The cover leather was pared on all edges using my Brockman paring machine to a thickness of 0.4mm. It was pared to this thickness so that when the edges of the leather are turned around the boards they are the same thickness as the watercolour paper used for the infill. Thin leather onlays were cut out and stuck to the surface of the leather and back-pared and then I added a wash of acrylic paint over some areas of the design, for example on the green lamp post and the wheel cog.
The leather was then embroidered using a variety of colours of cotton threads, along with metallic threads

A similar colour palette of threads was used on both the first maroon leather binding and the latest brown leather one. Once all the embroidery was done the leather was pasted out and stuck to the book block and left to dry overnight.

I decided to make the key feature of the design the bike spokes, which on the first binding were made using fine gold wire which I passed through holes that were drilled in the boards. For the second bindings I used fine black wire. I laid a tracing paper template on top of the covered book and pricked though with a bodkin where I need to drill holes for the bicycle spoke wire to go through.

The holes were drilled with a very fine 0.5mm drill bit in my Dremel at each of the points marked by the bodkin. I had to be very careful not to catch the embroidery stitches with the drill bit whilst making the holes.

The black wire was cut into short lengths and bent at a ninety degree angle where it needed to pass through the drilled holes in the board.

I built up each spoke in turn, some holes had to take two or even three wires through them.


The bike chain was made by drilling a series of holes, through which a thin piece of thread was passed to tether down a thicker piece of great embroidery thread. I added detail to this thick grey thread using a fine permanent marker pen to give it more of an appearance of a chain.

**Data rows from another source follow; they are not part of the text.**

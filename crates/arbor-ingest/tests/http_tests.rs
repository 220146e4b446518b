mod common;

use axum::body::Body;
use axum::http::{header, Method, Request, StatusCode};
use axum::Router;
use http_body_util::BodyExt;
use serde_json::{json, Value};
use tower::ServiceExt;

use arbor_ingest::db::image_repo;

use common::TestHarness;

async fn send(app: &Router, request: Request<Body>) -> (StatusCode, Value) {
    let response = app.clone().oneshot(request).await.unwrap();
    let status = response.status();
    let bytes = response.into_body().collect().await.unwrap().to_bytes();
    let body = if bytes.is_empty() {
        Value::Null
    } else {
        serde_json::from_slice(&bytes).unwrap()
    };
    (status, body)
}

fn post(uri: &str, body: Value) -> Request<Body> {
    Request::builder()
        .method(Method::POST)
        .uri(uri)
        .header(header::CONTENT_TYPE, "application/json")
        .body(Body::from(body.to_string()))
        .unwrap()
}

fn post_as(uri: &str, roles: &str, body: Option<Value>) -> Request<Body> {
    Request::builder()
        .method(Method::POST)
        .uri(uri)
        .header("x-user-id", "inspector-3")
        .header("x-user-roles", roles)
        .header(header::CONTENT_TYPE, "application/json")
        .body(body.map(|b| Body::from(b.to_string())).unwrap_or_else(Body::empty))
        .unwrap()
}

fn get(uri: &str) -> Request<Body> {
    Request::builder().uri(uri).body(Body::empty()).unwrap()
}

#[tokio::test]
async fn healthz_and_preflight() {
    let h = TestHarness::new();
    let app = h.router();

    let (status, body) = send(&app, get("/healthz")).await;
    assert_eq!(status, StatusCode::OK);
    assert_eq!(body, json!({"status": "ok"}));

    let preflight = Request::builder()
        .method(Method::OPTIONS)
        .uri("/functions/ocr-extract")
        .header(header::ORIGIN, "https://kb.example.org")
        .header(header::ACCESS_CONTROL_REQUEST_METHOD, "POST")
        .body(Body::empty())
        .unwrap();
    let response = app.clone().oneshot(preflight).await.unwrap();
    assert_eq!(response.status(), StatusCode::NO_CONTENT);
    let headers = response.headers();
    assert_eq!(headers[header::ACCESS_CONTROL_ALLOW_ORIGIN], "*");
    let allowed = headers[header::ACCESS_CONTROL_ALLOW_HEADERS].to_str().unwrap();
    assert!(allowed.contains("authorization"));
    assert!(allowed.contains("content-type"));
}

#[tokio::test]
async fn stage_endpoints_report_typed_errors() {
    let h = TestHarness::new();
    let upload = h.upload("plot-1", &["a.jpg"]).await;
    let batch_id = upload.detail.batch.id.clone();
    let uri = image_repo::find_by_slot(&h.db, "plot-1", 1).unwrap().unwrap().uri;
    let app = h.router();

    let malformed = Request::builder()
        .method(Method::POST)
        .uri("/functions/ocr-extract")
        .body(Body::from("{not json"))
        .unwrap();
    let (status, body) = send(&app, malformed).await;
    assert_eq!(status, StatusCode::BAD_REQUEST);
    assert_eq!(body["success"], false);
    assert_eq!(body["error"]["type"], "validation_error");

    let (status, body) = send(
        &app,
        post(
            "/functions/ocr-extract",
            json!({"imageUrl": uri, "sourceId": "plot-1", "page": 1, "queueId": batch_id}),
        ),
    )
    .await;
    assert_eq!(status, StatusCode::OK, "{body}");
    assert_eq!(body["success"], true);
    assert_eq!(body["chunkCreated"], true);
    let chunk_id = body["chunkId"].as_str().unwrap().to_string();

    let (status, body) = send(
        &app,
        post("/functions/extract-structured", json!({"chunkId": chunk_id})),
    )
    .await;
    assert_eq!(status, StatusCode::CONFLICT);
    assert_eq!(body["error"]["type"], "out_of_order");

    let (status, body) = send(
        &app,
        post("/functions/translate-chunk", json!({"chunkId": chunk_id})),
    )
    .await;
    assert_eq!(status, StatusCode::OK, "{body}");
    assert_eq!(body["skipped"], false);

    let (status, body) = send(
        &app,
        post("/functions/translate-chunk", json!({"chunkId": "missing"})),
    )
    .await;
    assert_eq!(status, StatusCode::NOT_FOUND);
    assert_eq!(body["error"]["type"], "not_found");
}

#[tokio::test]
async fn queue_endpoints_drive_a_batch() {
    let h = TestHarness::new();
    let app = h.router();

    let (status, body) = send(
        &app,
        post("/queue/batches", json!({"sourceId": "plot-2", "pageCount": 2})),
    )
    .await;
    assert_eq!(status, StatusCode::OK, "{body}");
    let batch_id = body["batch"]["id"].as_str().unwrap().to_string();
    let page_id = body["pages"][0]["id"].as_str().unwrap().to_string();
    assert_eq!(body["pages"].as_array().unwrap().len(), 2);

    let (status, body) = send(
        &app,
        post("/queue/batches", json!({"sourceId": "plot-2", "pageCount": 0})),
    )
    .await;
    assert_eq!(status, StatusCode::BAD_REQUEST);
    assert_eq!(body["error"]["type"], "validation_error");

    let (status, body) = send(
        &app,
        post("/queue/batches", json!({"sourceId": "plot-2", "pageCount": i64::MAX})),
    )
    .await;
    assert_eq!(status, StatusCode::BAD_REQUEST);
    assert_eq!(body["error"]["type"], "validation_error");

    let (status, body) = send(&app, get(&format!("/queue/batches/{batch_id}/stats"))).await;
    assert_eq!(status, StatusCode::OK);
    assert_eq!(body["stats"]["pending"], 2);

    let (status, body) = send(&app, get("/queue/batches/nope")).await;
    assert_eq!(status, StatusCode::NOT_FOUND);
    assert_eq!(body["error"]["type"], "not_found");

    // Retrying a page that is already pending changes nothing.
    let (status, body) = send(&app, post(&format!("/queue/pages/{page_id}/retry"), json!({}))).await;
    assert_eq!(status, StatusCode::OK);
    assert_eq!(body["changed"], false);

    let (status, body) = send(&app, post(&format!("/queue/pages/{page_id}/pause"), json!({}))).await;
    assert_eq!(status, StatusCode::CONFLICT);
    assert_eq!(body["error"]["type"], "conflict");

    // No images were uploaded, so both pages fail.
    for _ in 0..2 {
        let (status, body) = send(&app, post("/queue/process-next", json!({}))).await;
        assert_eq!(status, StatusCode::OK);
        assert_eq!(body["processed"]["outcome"]["status"], "failed");
    }
    let (_, body) = send(&app, post("/queue/process-next", json!({}))).await;
    assert_eq!(body["processed"], Value::Null);

    let (status, body) = send(&app, get(&format!("/queue/batches/{batch_id}"))).await;
    assert_eq!(status, StatusCode::OK);
    assert_eq!(body["batch"]["status"], "error");

    let (status, body) = send(
        &app,
        post(&format!("/queue/batches/{batch_id}/retry-errors"), json!({})),
    )
    .await;
    assert_eq!(status, StatusCode::OK);
    assert_eq!(body["requeued"], 2);

    let (status, body) = send(&app, get("/queue/stats")).await;
    assert_eq!(status, StatusCode::OK);
    assert_eq!(body["stats"]["pages"]["pending"], 2);
}

#[tokio::test]
async fn destructive_endpoints_require_the_admin_role() {
    let h = TestHarness::new();
    let upload = h.upload("plot-3", &["a.jpg"]).await;
    let batch_id = upload.detail.batch.id.clone();
    let app = h.router();
    let restart = format!("/queue/batches/{batch_id}/restart");

    let (status, body) = send(&app, post(&restart, json!({"confirm": true}))).await;
    assert_eq!(status, StatusCode::FORBIDDEN);
    assert_eq!(body["error"]["type"], "forbidden");

    let (status, body) = send(&app, post_as(&restart, "inspector", Some(json!({"confirm": true})))).await;
    assert_eq!(status, StatusCode::FORBIDDEN, "{body}");

    let (status, body) = send(&app, post_as(&restart, "inspector, Admin", None)).await;
    assert_eq!(status, StatusCode::BAD_REQUEST);
    assert_eq!(body["error"]["type"], "validation_error");

    let (status, body) = send(&app, post_as(&restart, "admin", Some(json!({"confirm": true})))).await;
    assert_eq!(status, StatusCode::OK, "{body}");
    assert_eq!(body["pagesReset"], 1);

    let cleanup = "/maintenance/orphans/cleanup";
    let (status, _) = send(&app, post(cleanup, json!({}))).await;
    assert_eq!(status, StatusCode::FORBIDDEN);

    let (status, body) = send(&app, post_as(cleanup, "admin", None)).await;
    assert_eq!(status, StatusCode::OK, "{body}");
    assert_eq!(body["removed"], json!([]));
    assert_eq!(body["skipped"], false);

    let (status, body) = send(&app, get("/maintenance/orphans")).await;
    assert_eq!(status, StatusCode::OK);
    assert_eq!(body["orphans"], json!([]));
}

The reverse of the front board, pictured below, was prepped for the infills. Small “channels” were cut into the board that the ends of the black wire could be bent into, I stuck a small piece of masking tape over these whilst working on the other wires so they stayed in place and didn’t get caught.
The extra holes that you can see in the picture below, were drilled at the points where the black wires overlapped on the bicycle spokes, these were tethered down with black thread to stop them moving around too much on the front cover of the final binding.

On both bindings I added two gold-plated pieces of brass to the covers to represent nuts on the bike. They were made by rounding off the end of a piece of brass rod and then cutting this rounded slice off the end of the rod with a jeweller’s piercing saw. The flat backs of the brass pieces were sanded level and they were then soldered onto a piece of brass wire in order to create a mechanical way to fix these piece to the book cover rather than gluing them on. I then had these professionally polished and plated with gold.

Holes were drilled through the boards so that the wire back of the metal pieces could be passed through the boards. The wire “tail” of the piece was then bent into a channel cut into sth reverse of the board.

The first binding I did for this book was contained in a mahogany box, the box for the second binding was made from African Padauk wood. Padauk wood originates from West Africa and is rich orange red in colour, moderating and darkening with age to a deep red brown. It is medium to coarse in texture and very stable.
The box was lined using off cuts of the printed endpapers, cut into strips and glued inside the box using PVA glue.

I made a title for the box by piercing out the title font and backing it with gold leaf. This was done on another off-cut for the printed endpapers and I attached this label to the lid of the box by drilling small holes aournf the outside and sewing it on.

The box was lined with green felt and a ribbon was attached to the box to aid the book to be lifted out of the box.

I pierced a bicycle track out from the front endpaper, and stuck down gold leaf on the coloured page behind which was then visible through the cut holes. To me, the gold track signifies the movement of the bike that the book is based around.